It’s amazing to me the range of price options there are when travelling. You can spend as much or as little money as you want. There is always someone who will cater to your desire to drop more dough and usually someone who will sell something to you for less if you try hard enough. Although I look forward to the day when I can take luxury vacations (maybe when I’m retired?) I’m enjoying being a dirty backpacker again.
The best way to travel in Africa on a budget is to camp—a lot of backpacker guest houses, a.k.a., hostels, have camping areas for $2 per person per night. Since I don’t have tent or sleeping bag, I’ve been going the hostel dormitory route, which usually runs me about seven to 10 bucks a night. Dorm rooms sleep anywhere from four to12 people, all in bunk beds. So far, they’ve all been co-ed, which means you get to change in the bathroom. The lighting décor ranges from an exposed florescent bulb to an incandescent with a basket-cum-light shade over it. If a hostel doesn't have a dorm room, I'll get a single or even try to find someone else to share a doube with! Even in these, there are usually shared bathrooms.
The showers typically consist of the shower head mounted somewhere in the bathroom, and most places have hot water. The bathrooms generally feel like something between a public beach bathroom and Motel 6. You provide your own towel and soap, and it’s always a good idea to bring a roll of TP just in case there isn’t any. ;-)
Flamingo Guest House in Zanzibar, where I stayed last night, didn’t have hot water in the shower, but made up for it by having fine-mesh screens on the windows and an overhead fan that ran like a jet engine. I had my first night unmolested by mosquitoes in months. Mosquitoes are bad flyers, and if any of them did get through the screens, they were overpowered by the fan. I don’t know how, but with non-screened windows, some mozzie invariably finds its way inside my net and bites unmercifully on any exposed part: hands, face or feet. My face looks like a hormonal teenager’s right now.
The only downside of staying in dormitories is sharing your room with a bunch of other dirty backpackers, whom you are also trusting not to steal your stuff. But they're generally a trusty bunch through an unspoken backpacker's code. And for me, being in close contact with other travellers is actually a plus, since I’m on my own. It’s a great way to learn about what to see, what to watch out for and where to get good, cheap food.
I learned about a Ugandan delicacy called the Rolex this way. Outside the gates of the Nile River Explorers Backpacker’s compound in Jinja, a fellow travler informed me that you can get a chapati (fatty flour tortilla) with a fried egg and veggies for 1,000 Ugandan shillings (85 cents). The vendor chops up some tomato, onion and green pepper and fries it on an iron skillet over coals. He breaks an egg over the mixture.
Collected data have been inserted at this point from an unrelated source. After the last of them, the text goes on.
//! 预导入模块，方便使用

pub use super::chat_history::{
    ActiveModel as ChatHistoryActiveModel, Entity as ChatHistory, Model as ChatHistoryModel,
};
pub use super::messages::{
    ActiveModel as MessageActiveModel, Entity as Messages, Model as MessageModel,
};
pub use super::projects::{
    ActiveModel as ProjectActiveModel, Entity as Projects, Model as ProjectModel,
};
pub use super::users::{ActiveModel as UserActiveModel, Entity as Users, Model as UserModel};
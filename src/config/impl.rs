use config::{Config, ConfigError, Environment, File};
use std::sync::OnceLock;

use super::AppConfig;

static APP_CONFIG: OnceLock<AppConfig> = OnceLock::new();

impl AppConfig {
    /// 加载配置
    pub fn load() -> Result<Self, ConfigError> {
        let mut builder = Config::builder()
            // 首先加载默认配置文件
            .add_source(File::with_name("config").required(false))
            // 然后根据环境加载特定配置文件
            .add_source(
                File::with_name(&format!(
                    "config.{}",
                    std::env::var("APP_ENV").unwrap_or_else(|_| "development".into())
                ))
                .required(false),
            )
            // 最后加载环境变量覆盖，例如 TEKNOFEST_SERVER__PORT
            .add_source(
                Environment::with_prefix("TEKNOFEST")
                    .prefix_separator("_")
                    .separator("__")
                    .try_parsing(true),
            );

        // 常用环境变量的快捷覆盖
        builder = builder
            .set_override_option("app.environment", std::env::var("APP_ENV").ok())?
            .set_override_option("app.log_level", std::env::var("RUST_LOG").ok())?
            .set_override_option("server.host", std::env::var("SERVER_HOST").ok())?
            .set_override_option("server.port", std::env::var("SERVER_PORT").ok())?
            .set_override_option("server.unix_socket_path", std::env::var("UNIX_SOCKET").ok())?
            .set_override_option("server.workers", std::env::var("CPU_COUNT").ok())?
            .set_override_option("jwt.secret", std::env::var("JWT_SECRET").ok())?
            .set_override_option("database.url", std::env::var("DATABASE_URL").ok())?
            .set_override_option("ai.api_key", std::env::var("GEMINI_API_KEY").ok())?
            .set_override_option("admin.username", std::env::var("ADMIN_USERNAME").ok())?;

        let config = builder.build()?;
        let mut app_config: AppConfig = config.try_deserialize()?;

        // 处理工作线程数
        if app_config.server.workers == 0 {
            app_config.server.workers = num_cpus::get().min(app_config.server.max_workers);
        }

        if app_config.jwt.secret.trim().is_empty() {
            return Err(ConfigError::Message(
                "jwt.secret must not be empty (set JWT_SECRET)".to_string(),
            ));
        }

        Ok(app_config)
    }

    /// 获取全局配置实例
    pub fn get() -> &'static AppConfig {
        APP_CONFIG.get_or_init(|| {
            Self::load().unwrap_or_else(|e| {
                eprintln!("Failed to load configuration: {e}");
                std::process::exit(1);
            })
        })
    }

    /// 初始化配置 (在应用启动时调用)
    pub fn init() -> Result<(), ConfigError> {
        let config = Self::load()?;
        APP_CONFIG
            .set(config)
            .map_err(|_| ConfigError::Message("Configuration already initialized".to_string()))?;
        Ok(())
    }

    /// 检查是否为生产环境
    pub fn is_production(&self) -> bool {
        self.app.environment == "production"
    }

    /// 检查是否为开发环境
    pub fn is_development(&self) -> bool {
        self.app.environment == "development"
    }

    /// 获取服务器绑定地址
    pub fn server_bind_address(&self) -> String {
        format!("{}:{}", self.server.host, self.server.port)
    }

    /// 获取 Unix 套接字路径 (如果配置了)
    #[cfg(unix)]
    pub fn unix_socket_path(&self) -> Option<&str> {
        if self.server.unix_socket_path.is_empty() {
            None
        } else {
            Some(&self.server.unix_socket_path)
        }
    }
}

#[cfg(test)]
mod tests {
    use super::*;

    #[test]
    fn test_default_config_file_loads() {
        let config = AppConfig::get();
        assert!(!config.jwt.secret.is_empty());
        assert!(config.server.workers >= 1);
        assert_eq!(config.admin.username, "burakturgut");
    }

    #[test]
    fn test_bind_address() {
        let config = AppConfig::get();
        let address = config.server_bind_address();
        assert!(address.ends_with(&format!(":{}", config.server.port)));
    }
}
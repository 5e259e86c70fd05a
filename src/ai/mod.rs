//! 生成式文本服务
//!
//! 业务层只依赖 [`TextGenerator`]，生产环境使用 Gemini REST 客户端，
//! 测试使用按脚本回放的实现。

pub mod gemini;
pub mod prompts;
pub mod sanitize;

use std::sync::Arc;

use async_trait::async_trait;

use crate::errors::Result;
use crate::models::chat::ChatRole;

pub use gemini::GeminiClient;

/// 模型档位：对话用快速模型，报告与分析用高质量模型
#[derive(Debug, Clone, Copy, PartialEq, Eq)]
pub enum ModelTier {
    Chat,
    Report,
}

#[derive(Debug, Clone, PartialEq)]
pub struct ChatTurn {
    pub role: ChatRole,
    pub text: String,
}

impl ChatTurn {
    pub fn user(text: impl Into<String>) -> Self {
        Self {
            role: ChatRole::User,
            text: text.into(),
        }
    }
}

#[derive(Debug, Clone)]
pub struct GenerationRequest {
    pub tier: ModelTier,
    pub system_instruction: Option<String>,
    pub contents: Vec<ChatTurn>,
    pub temperature: Option<f32>,
}

impl GenerationRequest {
    /// 单条用户输入、无系统提示的请求（报告生成、文档分析）
    pub fn single_prompt(tier: ModelTier, prompt: impl Into<String>) -> Self {
        Self {
            tier,
            system_instruction: None,
            contents: vec![ChatTurn::user(prompt)],
            temperature: None,
        }
    }

    /// 带人设的多轮对话请求
    pub fn conversation(system_instruction: &str, contents: Vec<ChatTurn>, temperature: f32) -> Self {
        Self {
            tier: ModelTier::Chat,
            system_instruction: Some(system_instruction.to_string()),
            contents,
            temperature: Some(temperature),
        }
    }
}

#[async_trait]
pub trait TextGenerator: Send + Sync {
    /// 返回模型输出的纯文本；模型未给出内容时返回空串，由调用方决定兜底文案
    async fn generate(&self, request: GenerationRequest) -> Result<String>;
}

pub fn create_generator() -> Result<Arc<dyn TextGenerator>> {
    Ok(Arc::new(GeminiClient::from_config()?))
}
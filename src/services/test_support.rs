//! actix 服务测试的公共环境：内存 SQLite、独立缓存和脚本化文本生成器

use std::sync::Arc;
use std::sync::atomic::{AtomicU32, Ordering};

use actix_web::http::{Method, header};
use actix_web::test::TestRequest;

use crate::ai::TextGenerator;
use crate::ai::testing::ScriptedGenerator;
use crate::cache::{MokaCacheWrapper, ObjectCache};
use crate::models::users::{User, UserRole, requests::CreateUserRequest};
use crate::storage::Storage;
use crate::storage::sea_orm_storage::SeaOrmStorage;
use crate::utils::jwt::JwtUtils;
use crate::utils::password::hash_password_with;

static NEXT_CLIENT: AtomicU32 = AtomicU32::new(1);

pub struct TestContext {
    pub storage: Arc<dyn Storage>,
    pub cache: Arc<dyn ObjectCache>,
    pub scripted: Arc<ScriptedGenerator>,
    pub generator: Arc<dyn TextGenerator>,
    client_ip: String,
}

impl TestContext {
    pub async fn new() -> Self {
        Self::with_generator(ScriptedGenerator::new()).await
    }

    pub async fn with_generator(scripted: ScriptedGenerator) -> Self {
        let storage: Arc<dyn Storage> =
            Arc::new(SeaOrmStorage::new_in_memory().await.expect("in-memory storage"));
        let cache: Arc<dyn ObjectCache> = Arc::new(MokaCacheWrapper::with_settings(1000, 60));
        let scripted = Arc::new(scripted);
        let generator: Arc<dyn TextGenerator> = scripted.clone();

        // 每个测试使用不同的客户端 IP，避免共享的限流计数互相影响
        let n = NEXT_CLIENT.fetch_add(1, Ordering::Relaxed);
        let client_ip = format!("10.{}.{}.{}", (n >> 16) & 0xff, (n >> 8) & 0xff, n & 0xff);

        Self {
            storage,
            cache,
            scripted,
            generator,
            client_ip,
        }
    }

    pub async fn seed_user(
        &self,
        username: &str,
        password: &str,
        role: UserRole,
        advisor: Option<&str>,
    ) -> User {
        self.storage
            .create_user(CreateUserRequest {
                username: username.to_string(),
                password_hash: hash_password_with(password, 1024, 1, 1).unwrap(),
                role,
                advisor_username: advisor.map(str::to_string),
            })
            .await
            .unwrap()
    }

    pub fn request(&self, method: Method, uri: &str) -> TestRequest {
        TestRequest::default()
            .method(method)
            .uri(uri)
            .insert_header(("X-Forwarded-For", self.client_ip.as_str()))
    }

    pub fn as_user(&self, method: Method, uri: &str, user: &User) -> TestRequest {
        let token = JwtUtils::generate_access_token(user.id, user.role.as_str()).unwrap();
        self.request(method, uri)
            .insert_header((header::AUTHORIZATION, format!("Bearer {token}")))
    }
}

/// 以完整的 API 路由初始化测试服务
macro_rules! init_app {
    ($ctx:expr) => {
        actix_web::test::init_service(
            actix_web::App::new()
                .app_data(actix_web::web::Data::new($ctx.storage.clone()))
                .app_data(actix_web::web::Data::new($ctx.cache.clone()))
                .app_data(actix_web::web::Data::new($ctx.generator.clone()))
                .app_data(
                    actix_web::web::JsonConfig::default()
                        .error_handler(crate::utils::json_error_handler),
                )
                .app_data(
                    actix_web::web::QueryConfig::default()
                        .error_handler(crate::utils::query_error_handler),
                )
                .configure(crate::routes::configure_api),
        )
        .await
    };
}

pub(crate) use init_app;

/// 发送请求并解析统一响应体
macro_rules! call_json {
    ($app:expr, $req:expr) => {{
        let resp = actix_web::test::call_service(&$app, $req.to_request()).await;
        let status = resp.status();
        let body: serde_json::Value = actix_web::test::read_body_json(resp).await;
        (status, body)
    }};
}

pub(crate) use call_json;
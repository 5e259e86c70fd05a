use serde::Serialize;
use ts_rs::TS;

#[derive(Debug, Clone, Serialize, TS)]
#[ts(export, export_to = "../frontend/src/types/generated/wizard.ts")]
pub struct WizardQuestion {
    pub id: &'static str,
    pub section: &'static str,
    pub label: &'static str,
    pub placeholder: &'static str,
}

#[derive(Debug, Clone, Serialize, TS)]
#[ts(export, export_to = "../frontend/src/types/generated/wizard.ts")]
pub struct WizardStep {
    pub number: u8,
    pub title: &'static str,
    pub questions: Vec<WizardQuestion>,
}

// 评分标准
#[derive(Debug, Clone, Serialize, TS)]
#[ts(export, export_to = "../frontend/src/types/generated/wizard.ts")]
pub struct ScoringCriterion {
    pub label: &'static str,
    pub score: &'static str,
    pub description: &'static str,
}

// 常见淘汰原因
#[derive(Debug, Clone, Serialize, TS)]
#[ts(export, export_to = "../frontend/src/types/generated/wizard.ts")]
pub struct RejectionReason {
    pub label: &'static str,
    pub description: &'static str,
}

#[derive(Debug, Serialize, TS)]
#[ts(export, export_to = "../frontend/src/types/generated/wizard.ts")]
pub struct WizardQuestionsResponse {
    pub steps: Vec<WizardStep>,
    pub criteria: Vec<ScoringCriterion>,
    pub rejection_reasons: Vec<RejectionReason>,
    pub tips: Vec<&'static str>,
}

#[derive(Debug, Serialize, TS)]
#[ts(export, export_to = "../frontend/src/types/generated/wizard.ts")]
pub struct GenerateReportResponse {
    pub report: String,
}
Once that’s cooked, sliced avocado is added and the whole thing is rolled up in a chapati. It’s basically a breakfast burrito and fills you up for hours. I met a broke primatology student from Nairobi and Rotary-funded sociologist interviewing gay sex workers in Mombasa who were able to stay a whole extra day at in Jinja after discovering the Rolex, because it was so cheap. They ate one with bananas and Nutella for breakfast, a veggie/avocado combo for dinner and meat Rolex for dinner.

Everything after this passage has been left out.